> Your instructions: For each entry below, output it exactly as it stands.

[Records provided Boundary: Start]

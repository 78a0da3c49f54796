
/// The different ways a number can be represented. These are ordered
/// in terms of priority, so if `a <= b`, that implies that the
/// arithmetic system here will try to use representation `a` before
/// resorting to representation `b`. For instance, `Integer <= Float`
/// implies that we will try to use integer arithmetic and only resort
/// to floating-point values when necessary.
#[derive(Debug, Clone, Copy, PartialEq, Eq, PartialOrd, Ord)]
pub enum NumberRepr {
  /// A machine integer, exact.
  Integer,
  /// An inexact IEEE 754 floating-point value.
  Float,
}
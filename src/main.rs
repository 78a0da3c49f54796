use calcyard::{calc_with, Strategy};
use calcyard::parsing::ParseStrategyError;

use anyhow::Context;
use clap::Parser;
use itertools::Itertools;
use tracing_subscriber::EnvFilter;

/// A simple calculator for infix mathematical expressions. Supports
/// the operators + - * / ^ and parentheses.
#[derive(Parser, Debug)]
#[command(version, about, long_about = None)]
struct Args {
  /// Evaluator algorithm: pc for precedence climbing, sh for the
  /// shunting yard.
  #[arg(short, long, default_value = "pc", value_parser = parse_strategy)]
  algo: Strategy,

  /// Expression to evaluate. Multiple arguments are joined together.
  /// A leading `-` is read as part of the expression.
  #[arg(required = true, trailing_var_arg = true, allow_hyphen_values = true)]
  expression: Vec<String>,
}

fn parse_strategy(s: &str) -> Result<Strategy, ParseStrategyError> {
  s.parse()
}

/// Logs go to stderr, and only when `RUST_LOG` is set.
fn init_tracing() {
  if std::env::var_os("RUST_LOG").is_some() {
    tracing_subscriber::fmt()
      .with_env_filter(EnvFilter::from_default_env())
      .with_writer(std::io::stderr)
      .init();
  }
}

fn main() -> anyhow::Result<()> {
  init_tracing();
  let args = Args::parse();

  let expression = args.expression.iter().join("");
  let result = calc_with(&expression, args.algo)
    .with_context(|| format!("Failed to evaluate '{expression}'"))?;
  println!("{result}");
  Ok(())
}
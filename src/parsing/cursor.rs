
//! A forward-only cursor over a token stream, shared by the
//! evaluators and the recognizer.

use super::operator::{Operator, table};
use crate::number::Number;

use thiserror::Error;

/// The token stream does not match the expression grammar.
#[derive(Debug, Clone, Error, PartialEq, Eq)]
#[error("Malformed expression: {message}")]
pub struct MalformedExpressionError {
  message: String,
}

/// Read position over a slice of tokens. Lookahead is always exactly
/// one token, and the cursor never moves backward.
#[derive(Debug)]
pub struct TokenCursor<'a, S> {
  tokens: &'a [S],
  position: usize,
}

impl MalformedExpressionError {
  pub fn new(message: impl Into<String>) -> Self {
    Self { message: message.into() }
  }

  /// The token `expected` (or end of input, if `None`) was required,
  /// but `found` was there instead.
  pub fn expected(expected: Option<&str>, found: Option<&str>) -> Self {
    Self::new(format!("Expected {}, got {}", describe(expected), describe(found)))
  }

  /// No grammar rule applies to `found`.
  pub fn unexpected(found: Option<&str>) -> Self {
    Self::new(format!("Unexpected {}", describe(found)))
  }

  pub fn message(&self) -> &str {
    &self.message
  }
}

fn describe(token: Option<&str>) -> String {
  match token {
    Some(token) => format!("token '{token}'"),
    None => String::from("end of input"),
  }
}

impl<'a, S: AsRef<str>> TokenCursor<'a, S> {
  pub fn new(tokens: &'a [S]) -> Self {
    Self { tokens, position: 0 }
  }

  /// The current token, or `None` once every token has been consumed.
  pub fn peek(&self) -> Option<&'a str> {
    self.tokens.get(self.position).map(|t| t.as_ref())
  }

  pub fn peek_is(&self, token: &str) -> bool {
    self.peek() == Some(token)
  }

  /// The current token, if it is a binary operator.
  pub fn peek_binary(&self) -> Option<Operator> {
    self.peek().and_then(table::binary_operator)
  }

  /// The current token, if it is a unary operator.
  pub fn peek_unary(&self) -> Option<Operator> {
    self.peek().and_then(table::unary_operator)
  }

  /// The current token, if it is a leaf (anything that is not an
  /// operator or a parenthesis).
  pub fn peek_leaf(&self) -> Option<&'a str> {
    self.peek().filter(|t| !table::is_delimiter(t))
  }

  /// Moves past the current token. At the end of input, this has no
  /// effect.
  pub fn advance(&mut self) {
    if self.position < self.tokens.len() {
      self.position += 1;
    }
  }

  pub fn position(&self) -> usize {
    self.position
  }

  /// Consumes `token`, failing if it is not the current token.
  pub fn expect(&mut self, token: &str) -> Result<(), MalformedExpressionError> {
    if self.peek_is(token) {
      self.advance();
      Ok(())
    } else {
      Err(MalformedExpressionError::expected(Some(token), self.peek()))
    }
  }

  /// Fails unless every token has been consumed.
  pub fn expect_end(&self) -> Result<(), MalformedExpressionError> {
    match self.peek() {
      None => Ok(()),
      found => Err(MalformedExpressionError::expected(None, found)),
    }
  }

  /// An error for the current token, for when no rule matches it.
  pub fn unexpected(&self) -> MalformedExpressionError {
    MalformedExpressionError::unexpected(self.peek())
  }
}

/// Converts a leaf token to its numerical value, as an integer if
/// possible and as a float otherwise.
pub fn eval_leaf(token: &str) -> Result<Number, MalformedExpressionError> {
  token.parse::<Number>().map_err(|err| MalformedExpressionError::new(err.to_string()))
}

[Records provided Boundary: End]

> Exercise answer:
repository 78a0da3c49f54796

/// The different ways a number can be represented. These are ordered
/// in terms of priority, so if `a <= b`, that implies that the
/// arithmetic system here will try to use representation `a` before
/// resorting to representation `b`. For instance, `Integer <= Float`
/// implies that we will try to use integer arithmetic and only resort
/// to floating-point values when necessary.
#[derive(Debug, Clone, Copy, PartialEq, Eq, PartialOrd, Ord)]
pub enum NumberRepr {
  /// A machine integer, exact.
  Integer,
  /// An inexact IEEE 754 floating-point value.
  Float,
}
filename src/main.rs
repository 78a0da3c49f54796
use calcyard::{calc_with, Strategy};
use calcyard::parsing::ParseStrategyError;

use anyhow::Context;
use clap::Parser;
use itertools::Itertools;
use tracing_subscriber::EnvFilter;

/// A simple calculator for infix mathematical expressions. Supports
/// the operators + - * / ^ and parentheses.
#[derive(Parser, Debug)]
#[command(version, about, long_about = None)]
struct Args {
  /// Evaluator algorithm: pc for precedence climbing, sh for the
  /// shunting yard.
  #[arg(short, long, default_value = "pc", value_parser = parse_strategy)]
  algo: Strategy,

  /// Expression to evaluate. Multiple arguments are joined together.
  /// A leading `-` is read as part of the expression.
  #[arg(required = true, trailing_var_arg = true, allow_hyphen_values = true)]
  expression: Vec<String>,
}

fn parse_strategy(s: &str) -> Result<Strategy, ParseStrategyError> {
  s.parse()
}

/// Logs go to stderr, and only when `RUST_LOG` is set.
fn init_tracing() {
  if std::env::var_os("RUST_LOG").is_some() {
    tracing_subscriber::fmt()
      .with_env_filter(EnvFilter::from_default_env())
      .with_writer(std::io::stderr)
      .init();
  }
}

fn main() -> anyhow::Result<()> {
  init_tracing();
  let args = Args::parse();

  let expression = args.expression.iter().join("");
  let result = calc_with(&expression, args.algo)
    .with_context(|| format!("Failed to evaluate '{expression}'"))?;
  println!("{result}");
  Ok(())
}
filename src/parsing/cursor.rs

//! A forward-only cursor over a token stream, shared by the
//! evaluators and the recognizer.

use super::operator::{Operator, table};
use crate::number::Number;

use thiserror::Error;

/// The token stream does not match the expression grammar.
#[derive(Debug, Clone, Error, PartialEq, Eq)]
#[error("Malformed expression: {message}")]
pub struct MalformedExpressionError {
  message: String,
}

/// Read position over a slice of tokens. Lookahead is always exactly
/// one token, and the cursor never moves backward.
#[derive(Debug)]
pub struct TokenCursor<'a, S> {
  tokens: &'a [S],
  position: usize,
}

impl MalformedExpressionError {
  pub fn new(message: impl Into<String>) -> Self {
    Self { message: message.into() }
  }

  /// The token `expected` (or end of input, if `None`) was required,
  /// but `found` was there instead.
  pub fn expected(expected: Option<&str>, found: Option<&str>) -> Self {
    Self::new(format!("Expected {}, got {}", describe(expected), describe(found)))
  }

  /// No grammar rule applies to `found`.
  pub fn unexpected(found: Option<&str>) -> Self {
    Self::new(format!("Unexpected {}", describe(found)))
  }

  pub fn message(&self) -> &str {
    &self.message
  }
}

fn describe(token: Option<&str>) -> String {
  match token {
    Some(token) => format!("token '{token}'"),
    None => String::from("end of input"),
  }
}

impl<'a, S: AsRef<str>> TokenCursor<'a, S> {
  pub fn new(tokens: &'a [S]) -> Self {
    Self { tokens, position: 0 }
  }

  /// The current token, or `None` once every token has been consumed.
  pub fn peek(&self) -> Option<&'a str> {
    self.tokens.get(self.position).map(|t| t.as_ref())
  }

  pub fn peek_is(&self, token: &str) -> bool {
    self.peek() == Some(token)
  }

  /// The current token, if it is a binary operator.
  pub fn peek_binary(&self) -> Option<Operator> {
    self.peek().and_then(table::binary_operator)
  }

  /// The current token, if it is a unary operator.
  pub fn peek_unary(&self) -> Option<Operator> {
    self.peek().and_then(table::unary_operator)
  }

  /// The current token, if it is a leaf (anything that is not an
  /// operator or a parenthesis).
  pub fn peek_leaf(&self) -> Option<&'a str> {
    self.peek().filter(|t| !table::is_delimiter(t))
  }

  /// Moves past the current token. At the end of input, this has no
  /// effect.
  pub fn advance(&mut self) {
    if self.position < self.tokens.len() {
      self.position += 1;
    }
  }

  pub fn position(&self) -> usize {
    self.position
  }

  /// Consumes `token`, failing if it is not the current token.
  pub fn expect(&mut self, token: &str) -> Result<(), MalformedExpressionError> {
    if self.peek_is(token) {
      self.advance();
      Ok(())
    } else {
      Err(MalformedExpressionError::expected(Some(token), self.peek()))
    }
  }

  /// Fails unless every token has been consumed.
  pub fn expect_end(&self) -> Result<(), MalformedExpressionError> {
    match self.peek() {
      None => Ok(()),
      found => Err(MalformedExpressionError::expected(None, found)),
    }
  }

  /// An error for the current token, for when no rule matches it.
  pub fn unexpected(&self) -> MalformedExpressionError {
    MalformedExpressionError::unexpected(self.peek())
  }
}

/// Converts a leaf token to its numerical value, as an integer if
/// possible and as a float otherwise.
pub fn eval_leaf(token: &str) -> Result<Number, MalformedExpressionError> {
  token.parse::<Number>().map_err(|err| MalformedExpressionError::new(err.to_string()))
}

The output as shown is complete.